Commodity prices may be down, but industry players such as infrastructure and heavy machinery manufacturers generally report that mining is their strongest segment. Most look upon the current market environment as an opportunity, both for clients and for their companies. A survey of recent conference calls shows a surprisingly bullish outlook.
Note: Just a few moments ago, mining concern Rio Tinto announced job cuts and spending pullbacks. All of these conference calls took place over the last six weeks.
Cranes are strong. Mining remains solid and growing. Incremental mining capacity continues to be added, even if the rates have come down.
Developing markets remain strong with some exceptions. Russia is an exception. North America will likely recover before Europe. And big cranes and mining shovels and trucks continue to be mostly sold out, although small cranes are clearly slowing and will slow. The depression scenario for Terex would have all these segments roll over all at once and we do not see this, nor do our customers and competitors.
[In] the Material Processing & Mining and Cranes segments, net sales increased by 18% and 26% respectively… [These segments] contributed over 100% of the operating profit in the period... Backlog on a comparable basis increased 19% from the comparable prior year period, and is up 2% from Q208.

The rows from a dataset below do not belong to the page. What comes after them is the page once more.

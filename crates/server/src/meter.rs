//! SSE forwarder & token meter (C8).
//!
//! Relays upstream bytes to the client verbatim while scanning the
//! same bytes, line-framed, for the terminal usage frame. Forwarding
//! and scanning share the wire bytes; the scan never blocks or alters
//! what reaches the client.

use std::pin::Pin;
use std::sync::Arc;
use std::task::{Context, Poll};

use bytes::Bytes;
use futures_core::Stream;
use gateway_pool::BufferPool;
use tokio::sync::oneshot;

/// Cap on the line-reassembly carry buffer. Upstream frames are a few
/// hundred bytes in practice; this only guards against a misbehaving
/// upstream that never sends `\n`.
const MAX_CARRY_BYTES: usize = 1024 * 1024;

/// Final token count observed for one streamed request: the last
/// non-zero usage value seen in a `data:` frame, or the admitted
/// estimate if the upstream never reported one.
#[derive(Debug, Clone, Copy)]
pub struct MeterOutcome {
    pub tokens: u64,
}

/// Wraps an upstream byte stream, forwarding every chunk unchanged
/// while extracting token usage from `data:` lines. Reports the final
/// count on `outcome` once the stream ends (normally or on error).
pub struct SseForwarder {
    inner: Pin<Box<dyn Stream<Item = reqwest::Result<Bytes>> + Send>>,
    carry: Vec<u8>,
    last_usage: u64,
    estimate: u64,
    outcome_tx: Option<oneshot::Sender<MeterOutcome>>,
    // Held only to keep the tiered pool warm for this stream's scratch
    // allocations; the scan buffer itself is `carry` above.
    _buffer_pool: Arc<BufferPool>,
}

impl SseForwarder {
    /// Build a forwarder over `inner`, reporting through `outcome_tx`
    /// once the stream is exhausted or fails.
    pub fn new(
        inner: impl Stream<Item = reqwest::Result<Bytes>> + Send + 'static,
        estimate: u64,
        outcome_tx: oneshot::Sender<MeterOutcome>,
        buffer_pool: Arc<BufferPool>,
    ) -> Self {
        Self {
            inner: Box::pin(inner),
            carry: Vec::new(),
            last_usage: 0,
            estimate,
            outcome_tx: Some(outcome_tx),
            _buffer_pool: buffer_pool,
        }
    }

    fn finish(&mut self) {
        if let Some(tx) = self.outcome_tx.take() {
            let tokens = if self.last_usage > 0 {
                self.last_usage
            } else {
                self.estimate
            };
            let _ = tx.send(MeterOutcome { tokens });
        }
    }
}

impl Stream for SseForwarder {
    type Item = std::io::Result<Bytes>;

    fn poll_next(self: Pin<&mut Self>, cx: &mut Context<'_>) -> Poll<Option<Self::Item>> {
        let this = self.get_mut();
        match this.inner.as_mut().poll_next(cx) {
            Poll::Ready(Some(Ok(chunk))) => {
                scan_usage(&mut this.carry, &chunk, &mut this.last_usage);
                Poll::Ready(Some(Ok(chunk)))
            }
            Poll::Ready(Some(Err(e))) => {
                this.finish();
                Poll::Ready(Some(Err(std::io::Error::other(e))))
            }
            Poll::Ready(None) => {
                this.finish();
                Poll::Ready(None)
            }
            Poll::Pending => Poll::Pending,
        }
    }
}

impl Drop for SseForwarder {
    fn drop(&mut self) {
        // Covers client disconnect: the body stream is dropped before
        // poll_next ever returns `None`, so the outcome still fires
        // with whatever usage was observed up to cancellation.
        self.finish();
    }
}

/// Feed `chunk` into the line-reassembly buffer and process every
/// complete line found, updating `last_usage` in place.
fn scan_usage(carry: &mut Vec<u8>, chunk: &[u8], last_usage: &mut u64) {
    carry.extend_from_slice(chunk);
    if carry.len() > MAX_CARRY_BYTES {
        let excess = carry.len() - MAX_CARRY_BYTES;
        carry.drain(..excess);
    }

    loop {
        let Some(pos) = carry.iter().position(|&b| b == b'\n') else {
            break;
        };
        let line: Vec<u8> = carry.drain(..=pos).collect();
        let line = String::from_utf8_lossy(&line);
        process_line(line.trim_end_matches(['\r', '\n']), last_usage);
    }
}

/// Recognise a `data:` field and, if its payload is a JSON object with
/// a `usage` member, fold OpenAI's `total_tokens` or Anthropic's
/// `input_tokens` + `output_tokens` into `last_usage` when non-zero.
/// `data: [DONE]` and blank/comment lines are ignored.
fn process_line(line: &str, last_usage: &mut u64) {
    let Some(rest) = line.strip_prefix("data:") else {
        return;
    };
    let payload = rest.trim();
    if payload.is_empty() || payload == "[DONE]" {
        return;
    }

    let Ok(value) = serde_json::from_str::<serde_json::Value>(payload) else {
        return;
    };
    let Some(usage) = value.get("usage") else {
        return;
    };

    if let Some(total) = usage.get("total_tokens").and_then(serde_json::Value::as_u64) {
        if total > 0 {
            *last_usage = total;
        }
        return;
    }

    let input = usage.get("input_tokens").and_then(serde_json::Value::as_u64).unwrap_or(0);
    let output = usage.get("output_tokens").and_then(serde_json::Value::as_u64).unwrap_or(0);
    let sum = input + output;
    if sum > 0 {
        *last_usage = sum;
    }
}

We believe that current commodity prices are still in the range to support future capital investments. Order rates continue to be strong, and there are no real indications of reduction in capital spending by larger customers, although we are seeing some slowdown in orders from independent smaller customers due to financing availability.
New project awards of $8.8 billon, completely eclipsed our previous record just last quarter. The third quarter of course included the $3.4 billion award for the BP Whiting Modernization Project in the U.S. and a large gas processing project in Russia along with a $1.3 billion mining project in Latin America. Consolidated backlog at the end of our third quarter rose once again to a new company record of $36.5 billion, as a $3.5 billion sequential increase over last quarter and a 31% increase from the same period a year ago.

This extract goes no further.